The meter also connects them to a tradition of magical and ritual speech: charms, curses, and spells in Elizabethan literature frequently used trochaic patterns precisely because the reversal of normal rhythm was associated with reversal of natural order. The Witches' meter is their magic. They don't cast spells with special words — their words are already spells, structurally.
Where the place?
Where's the place?
Where, then?
where tho
Upon the heath.
On the heath.
Out on the heath.
heath
There to meet with Macbeth.
There to meet with Macbeth.
That's where we'll meet Macbeth.
gonna meet macbeth there
I come, Graymalkin!
I'm coming, Graymalkin!
I'm here, Graymalkin!
coming graymalkin
When Shakespeare wrote Macbeth (probably 1606), 'equivocation' was not just a rhetorical term — it was a flashpoint political controversy.

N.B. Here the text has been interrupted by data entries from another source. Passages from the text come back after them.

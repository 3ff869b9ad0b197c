//! Recording fakes and a wiring harness for end-to-end router tests.

use std::collections::HashSet;
use std::path::Path;
use std::sync::atomic::{AtomicBool, AtomicI64, Ordering};
use std::sync::{Arc, Mutex};
use std::time::Duration;

use async_trait::async_trait;

use muxgram_config::{BridgeConfig, RuntimePaths};
use muxgram_core::{Envelope, PaneTarget};
use muxgram_daemon::Router;
use muxgram_inject::{ControlKey, InjectError, InjectResult, Multiplexer, PaneAddress};
use muxgram_ipc::Broadcaster;
use muxgram_store::SessionStore;
use muxgram_telegram::{Button, ChatAdapter, ChatResult};

/// Chat fake: records every call, mints sequential thread and message ids.
#[derive(Default)]
pub struct FakeChat {
    pub topics: Mutex<Vec<String>>,
    pub messages: Mutex<Vec<(Option<i64>, String)>>,
    pub button_messages: Mutex<Vec<(Option<i64>, String, Vec<Button>)>>,
    pub closed: Mutex<Vec<i64>>,
    pub cleared: Mutex<Vec<i64>>,
    pub renamed: Mutex<Vec<(i64, String)>>,
    next_thread: AtomicI64,
    next_message: AtomicI64,
    pub fail_topic_creation: AtomicBool,
    pub create_delay: Mutex<Duration>,
}

impl FakeChat {
    pub fn new() -> Arc<Self> {
        let chat = Self {
            next_thread: AtomicI64::new(100),
            next_message: AtomicI64::new(1000),
            ..Self::default()
        };
        Arc::new(chat)
    }

    pub fn topic_count(&self) -> usize {
        self.topics.lock().unwrap().len()
    }

    pub fn message_count(&self) -> usize {
        self.messages.lock().unwrap().len()
    }

    pub fn threads_messaged(&self) -> Vec<Option<i64>> {
        self.messages.lock().unwrap().iter().map(|(t, _)| *t).collect()
    }
}

#[async_trait]
impl ChatAdapter for FakeChat {
    async fn send_html(&self, thread_id: Option<i64>, html: &str) -> ChatResult<i64> {
        self.messages
            .lock()
            .unwrap()
            .push((thread_id, html.to_string()));
        Ok(self.next_message.fetch_add(1, Ordering::SeqCst))
    }

    async fn send_with_buttons(
        &self,
        thread_id: Option<i64>,
        html: &str,
        buttons: &[Button],
    ) -> ChatResult<i64> {
        self.button_messages
            .lock()
            .unwrap()
            .push((thread_id, html.to_string(), buttons.to_vec()));
        Ok(self.next_message.fetch_add(1, Ordering::SeqCst))
    }

    async fn create_forum_topic(&self, name: &str, _color_index: usize) -> ChatResult<i64> {
        let delay = *self.create_delay.lock().unwrap();
        if !delay.is_zero() {
            tokio::time::sleep(delay).await;
        }
        if self.fail_topic_creation.load(Ordering::SeqCst) {
            return Err(muxgram_telegram::ChatError::ThreadIdOutOfRange(-1));
        }
        self.topics.lock().unwrap().push(name.to_string());
        Ok(self.next_thread.fetch_add(1, Ordering::SeqCst))
    }

    async fn rename_forum_topic(&self, thread_id: i64, name: &str) -> ChatResult<()> {
        self.renamed
            .lock()
            .unwrap()
            .push((thread_id, name.to_string()));
        Ok(())
    }

    async fn close_forum_topic(&self, thread_id: i64) -> ChatResult<()> {
        self.closed.lock().unwrap().push(thread_id);
        Ok(())
    }

    async fn clear_buttons(&self, message_id: i64) -> ChatResult<()> {
        self.cleared.lock().unwrap().push(message_id);
        Ok(())
    }
}

/// Multiplexer fake: panes listed in `live` validate; everything is
/// recorded.
#[derive(Default)]
pub struct FakeMux {
    pub live: Mutex<HashSet<String>>,
    pub injections: Mutex<Vec<(PaneAddress, String)>>,
    pub keys: Mutex<Vec<(PaneAddress, ControlKey)>>,
    pub slash_commands: Mutex<Vec<(PaneAddress, String)>>,
}

impl FakeMux {
    pub fn new() -> Arc<Self> {
        Arc::new(Self::default())
    }

    pub fn set_live(&self, target: &str, alive: bool) {
        let mut live = self.live.lock().unwrap();
        if alive {
            live.insert(target.to_string());
        } else {
            live.remove(target);
        }
    }

    fn check(&self, addr: &PaneAddress) -> InjectResult<()> {
        if self.live.lock().unwrap().contains(&addr.target.to_string()) {
            Ok(())
        } else {
            Err(InjectError::PaneNotFound {
                target: addr.target.to_string(),
            })
        }
    }
}

#[async_trait]
impl Multiplexer for FakeMux {
    async fn validate(&self, addr: &PaneAddress) -> InjectResult<()> {
        self.check(addr)
    }

    async fn inject_text(&self, addr: &PaneAddress, text: &str) -> InjectResult<()> {
        self.check(addr)?;
        self.injections
            .lock()
            .unwrap()
            .push((addr.clone(), text.to_string()));
        Ok(())
    }

    async fn send_key(&self, addr: &PaneAddress, key: ControlKey) -> InjectResult<()> {
        self.check(addr)?;
        self.keys.lock().unwrap().push((addr.clone(), key));
        Ok(())
    }

    async fn send_slash_command(&self, addr: &PaneAddress, command: &str) -> InjectResult<()> {
        self.check(addr)?;
        self.slash_commands
            .lock()
            .unwrap()
            .push((addr.clone(), command.to_string()));
        Ok(())
    }

    async fn discover(&self) -> InjectResult<Option<PaneTarget>> {
        Ok(None)
    }
}

/// A fully wired router over fakes and an in-memory store.
pub struct Harness {
    pub router: Arc<Router>,
    pub chat: Arc<FakeChat>,
    pub mux: Arc<FakeMux>,
    pub store: Arc<SessionStore>,
    pub config: BridgeConfig,
}

pub fn test_config(root: &Path) -> BridgeConfig {
    let paths = RuntimePaths::resolve(Some(root.to_path_buf()), None).unwrap();
    BridgeConfig {
        bot_token: "000:test".to_string(),
        chat_id: -100_500,
        use_threads: true,
        verbose: true,
        approvals_enabled: true,
        stale_timeout: Duration::from_secs(72 * 3600),
        thread_wait: Duration::from_secs(2),
        dedup_window: Duration::from_secs(10),
        approval_ttl: Duration::from_secs(300),
        allowed_user_ids: Vec::new(),
        debug_log: false,
        paths,
    }
}

pub fn harness(root: &Path) -> Harness {
    harness_with(test_config(root))
}

pub fn harness_with(config: BridgeConfig) -> Harness {
    let store = Arc::new(SessionStore::open_in_memory().unwrap());
    harness_with_store(config, store)
}

/// A harness over an existing store, for restart-recovery tests where a
/// second router opens the state a first one left behind.
pub fn harness_with_store(config: BridgeConfig, store: Arc<SessionStore>) -> Harness {
    let chat = FakeChat::new();
    let mux = FakeMux::new();
    let router = Router::new(
        config.clone(),
        store.clone(),
        chat.clone(),
        mux.clone(),
        Broadcaster::detached(),
    );
    Harness {
        router,
        chat,
        mux,
        store,
        config,
    }
}

/// Build an envelope the way the wire does.
pub fn event(kind: &str, session: &str, content: &str, metadata: Option<&str>) -> Envelope {
    let line = match metadata {
        Some(meta) => format!(
            r#"{{"type":"{kind}","sessionId":"{session}","content":{},"metadata":{meta}}}"#,
            serde_json::Value::String(content.to_string())
        ),
        None => format!(
            r#"{{"type":"{kind}","sessionId":"{session}","content":{}}}"#,
            serde_json::Value::String(content.to_string())
        ),
    };
    Envelope::parse_line(&line).unwrap()
}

The Gunpowder Plot had been discovered the year before (November 1605), and in the subsequent trial of the Jesuit priest Henry Garnet, the doctrine of 'equivocation' — answering truthfully in a technically correct but deliberately misleading way to avoid incriminating oneself — became a national scandal.
Garnet had written a treatise defending equivocation: a Catholic under oath could give a false external answer while maintaining the true answer mentally, and this was not lying. The Protestant establishment was furious. James I, who was almost certainly killed in the Gunpowder Plot, found the doctrine both dangerous and contemptible.
Shakespeare drops the word 'equivocator' into the Porter's speech in 2-3, but the concept saturates the whole play from Scene 1. The Witches are equivocators: 'lesser than Macbeth, and greater' (1-3); 'none of woman born shall harm Macbeth' (4-1); 'Macbeth shall never vanquished be until / Great Birnam Wood... shall come against him' (4-1). Every prophecy is technically true. Every prophecy is devastatingly false in the way Macbeth understands it. The Witches speak the doctrine of equivocation made supernatural — and Macbeth, like every equivocation victim, only understands the deception at the moment it's too late.
Paddock calls.
Paddock calls.
Paddock's calling.
paddock calling
Anon.
Coming soon.
I'm coming.
yeah
Fair is foul, and foul is fair:
Hover through the fog and filthy air.
Good is foul, and foul is good: We hover through the fog and filthy air.
Everything's backwards here. What looks good is rotten—what looks rotten might be true. We drift through the mist and the stink.
fair is foul foul is fair we drift the fog the filth everything backwards
The Reckoning
The shortest scene in Macbeth is also the most efficient. The Witches don't explain themselves or each other — they simply name where they're going and when. The battle currently raging is meaningless to them. They'll find Macbeth when it's lost and won. What matters isn't the outcome; it's who they'll meet afterward. The closing couplet — 'Fair is foul, and foul is fair: / Hover through the fog and filthy air' — doesn't just describe the weather. It announces the epistemological terms of everything that follows: appearances will lie, virtue will come to ruin, evil will wear a good face. The audience is handed a decoder ring in the opening minute and then watches the rest of the play trying to use it.
If this happened today…
Think of it as a pre-meeting calendar invite with no subject line, sent by three accounts no one recognizes, confirming a call that you never requested. Location: 'the heath.' Time: 'when the hurlyburly's done.' Who invited you? Unclear. What's on the agenda? You'll find out when you arrive. The meeting is already scheduled. You're already going.